Teen activist Greta Thunberg on Friday again criticized world leaders gathered for the COP25 conference in Madrid for not doing enough to stop the ecological crisis that’s damaging the planet.

“We have been striking for over a year, and basically nothing has happened,” she told activists at the talks. “The climate crisis is still being ignored by those in power, and we cannot go on like this.”

The sort of global children’s protests Thunberg has inspired and led in recent months are “not sustainable,” the 16-year-old continued.

“We cannot go on like that,” Thunberg said. “We would love some action from the people in power. … People are suffering and dying from the climate ecological emergency, and we cannot wait any longer.”

Thunberg criticized world leaders for not doing enough to stop the climate crisis.

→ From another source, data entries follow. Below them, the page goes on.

use crate::llm_provider::*;
use async_trait::async_trait;
use reqwest::Client;
use serde::{Deserialize, Serialize};
use std::time::Duration;

const ANTHROPIC_API_BASE: &str = "https://api.anthropic.com/v1";
const DEFAULT_MODEL: &str = "claude-3-5-sonnet-20241022";
const API_VERSION: &str = "2023-06-01";

#[derive(Debug, Clone)]
pub struct AnthropicConfig {
    pub api_key: String,
    pub model: String,
    pub context_window: usize,
    pub timeout_secs: u64,
    pub max_retries: u32,
}

impl Default for AnthropicConfig {
    fn default() -> Self {
        Self {
            api_key: std::env::var("ANTHROPIC_API_KEY").unwrap_or_default(),
            model: DEFAULT_MODEL.to_string(),
            context_window: 200_000,
            timeout_secs: 120,
            max_retries: 3,
        }
    }
}

pub struct AnthropicProvider {
    config: AnthropicConfig,
    client: Client,
}

impl AnthropicProvider {
    pub fn new(config: AnthropicConfig) -> LLMResult<Self> {
        if config.api_key.is_empty() {
            return Err(ProviderError::fatal(
                "Anthropic API key is required. Set ANTHROPIC_API_KEY.",
            ));
        }

        let client = Client::builder()
            .timeout(Duration::from_secs(config.timeout_secs))
            .build()
            .map_err(|e| ProviderError::fatal(format!("failed to build HTTP client: {}", e)))?;

        Ok(Self { config, client })
    }

    pub fn from_env() -> LLMResult<Self> {
        Self::new(AnthropicConfig::default())
    }

    async fn send_request(
        &self,
        messages: &[Message],
        config: &GenerationConfig,
    ) -> LLMResult<AnthropicResponse> {
        let mut last_error = None;

        for attempt in 0..=self.config.max_retries {
            if attempt > 0 {
                backoff_delay(attempt, last_error.as_ref().and_then(retry_after_of)).await;
            }

            match self.try_request(messages, config).await {
                Ok(response) => return Ok(response),
                Err(e) => {
                    let retriable = e.retriable;
                    tracing::warn!(
                        attempt = attempt + 1,
                        max = self.config.max_retries + 1,
                        retriable,
                        "anthropic request failed"
                    );
                    last_error = Some(e);
                    if !retriable {
                        break;
                    }
                }
            }
        }

        Err(last_error.unwrap_or_else(|| ProviderError::fatal("all retry attempts failed")))
    }

    async fn try_request(
        &self,
        messages: &[Message],
        config: &GenerationConfig,
    ) -> LLMResult<AnthropicResponse> {
        let request = AnthropicRequest {
            model: self.config.model.clone(),
            messages: messages
                .iter()
                .filter(|m| !matches!(m.role, MessageRole::System))
                .map(|m| AnthropicMessage {
                    role: match m.role {
                        MessageRole::User => "user".to_string(),
                        MessageRole::Assistant => "assistant".to_string(),
                        MessageRole::System => "user".to_string(),
                    },
                    content: m.content.clone(),
                })
                .collect(),
            system: messages
                .iter()
                .find(|m| matches!(m.role, MessageRole::System))
                .map(|m| m.content.clone()),
            max_tokens: config.max_tokens.unwrap_or(4096),
            temperature: Some(config.temperature),
            top_p: config.top_p,
            stop_sequences: config.stop.clone(),
        };

        let response = self
            .client
            .post(format!("{}/messages", ANTHROPIC_API_BASE))
            .header("x-api-key", &self.config.api_key)
            .header("anthropic-version", API_VERSION)
            .header("content-type", "application/json")
            .json(&request)
            .send()
            .await
            .map_err(|e| ProviderError::retriable(format!("request failed: {}", e), None, None))?;

        let status = response.status();

        if !status.is_success() {
            let retry_after = response
                .headers()
                .get("retry-after")
                .and_then(|v| v.to_str().ok())
                .and_then(|v| v.parse::<u64>().ok())
                .map(Duration::from_secs);
            let status_code = status.as_u16();
            let error_text = response
                .text()
                .await
                .unwrap_or_else(|_| "unknown error".to_string());
            let message = format!("Anthropic API error ({}): {}", status, error_text);

            return Err(if status_code == 429 || status.is_server_error() {
                ProviderError::retriable(message, retry_after, Some(status_code))
            } else {
                ProviderError::fatal(message)
            });
        }

        response
            .json::<AnthropicResponse>()
            .await
            .map_err(|e| ProviderError::fatal(format!("failed to parse response: {}", e)))
    }
}

fn retry_after_of(e: &ProviderError) -> Option<Duration> {
    e.retry_after
}

#[async_trait]
impl LLMProvider for AnthropicProvider {
    async fn generate_chat(
        &self,
        messages: &[Message],
        config: &GenerationConfig,
    ) -> LLMResult<LLMResponse> {
        let response = self.send_request(messages, config).await?;

        let content = response
            .content
            .iter()
            .filter_map(|c| {
                if c.content_type == "text" {
                    Some(c.text.as_deref().unwrap_or(""))
                } else {
                    None
                }
            })
            .collect::<Vec<_>>()
            .join("");

        Ok(LLMResponse {
            content,
            total_tokens: Some(response.usage.input_tokens + response.usage.output_tokens),
            prompt_tokens: Some(response.usage.input_tokens),
            completion_tokens: Some(response.usage.output_tokens),
            finish_reason: Some(response.stop_reason),
            model: response.model,
        })
    }

    async fn is_available(&self) -> bool {
        let messages = vec![Message {
            role: MessageRole::User,
            content: "ping".to_string(),
        }];
        let config = GenerationConfig {
            max_tokens: Some(1),
            ..Default::default()
        };
        self.generate_chat(&messages, &config).await.is_ok()
    }

    fn provider_name(&self) -> &str {
        "anthropic"
    }

    fn model_name(&self) -> &str {
        &self.config.model
    }

    fn characteristics(&self) -> ProviderCharacteristics {
        let max_tokens = match self.config.model.as_str() {
            m if m.contains("opus") => 200_000,
            m if m.contains("sonnet") => 200_000,
            m if m.contains("haiku") => 200_000,
            _ => self.config.context_window,
        };

        ProviderCharacteristics {
            max_tokens,
            avg_latency_ms: 1500,
            supports_streaming: true,
        }
    }
}

#[derive(Debug, Serialize)]
struct AnthropicRequest {
    model: String,
    messages: Vec<AnthropicMessage>,
    #[serde(skip_serializing_if = "Option::is_none")]
    system: Option<String>,
    max_tokens: usize,
    #[serde(skip_serializing_if = "Option::is_none")]
    temperature: Option<f32>,
    #[serde(skip_serializing_if = "Option::is_none")]
    top_p: Option<f32>,
    #[serde(skip_serializing_if = "Option::is_none")]
    stop_sequences: Option<Vec<String>>,
}

#[derive(Debug, Serialize, Deserialize)]
struct AnthropicMessage {
    role: String,
    content: String,
}

#[derive(Debug, Deserialize)]
struct AnthropicResponse {
    content: Vec<ContentBlock>,
    model: String,
    stop_reason: String,
    usage: Usage,
}

#[derive(Debug, Deserialize)]
struct ContentBlock {
    #[serde(rename = "type")]
    content_type: String,
    #[serde(skip_serializing_if = "Option::is_none")]
    text: Option<String>,
}

#[derive(Debug, Deserialize)]
struct Usage {
    input_tokens: usize,
    output_tokens: usize,
}

#[cfg(test)]
mod tests {
    use super::*;

    #[test]
    fn config_picks_up_env_key() {
        std::env::set_var("ANTHROPIC_API_KEY", "test-key");
        let config = AnthropicConfig::default();
        assert_eq!(config.api_key, "test-key");
    }

    #[test]
    fn creation_requires_api_key() {
        let config = AnthropicConfig {
            api_key: String::new(),
            ..Default::default()
        };
        assert!(AnthropicProvider::new(config).is_err());
    }
}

She warned that “it is impossible for anyone to know how the world will look in 10 years” and said she hopes the summit will lead to “concrete” change.

“The COP25 is not something we should just look past and ignore. Because every chance we get to improve the situation we must take,” Thunberg said ahead of a planned Friday march in the Spanish capital.

Around 25,000 people from 200 countries are expected to attend COP25, the last gathering of the group before 2020, the year the Paris climate accord goes into effect. Attendees include dozens of heads of state and government, business leaders, scientists and activists.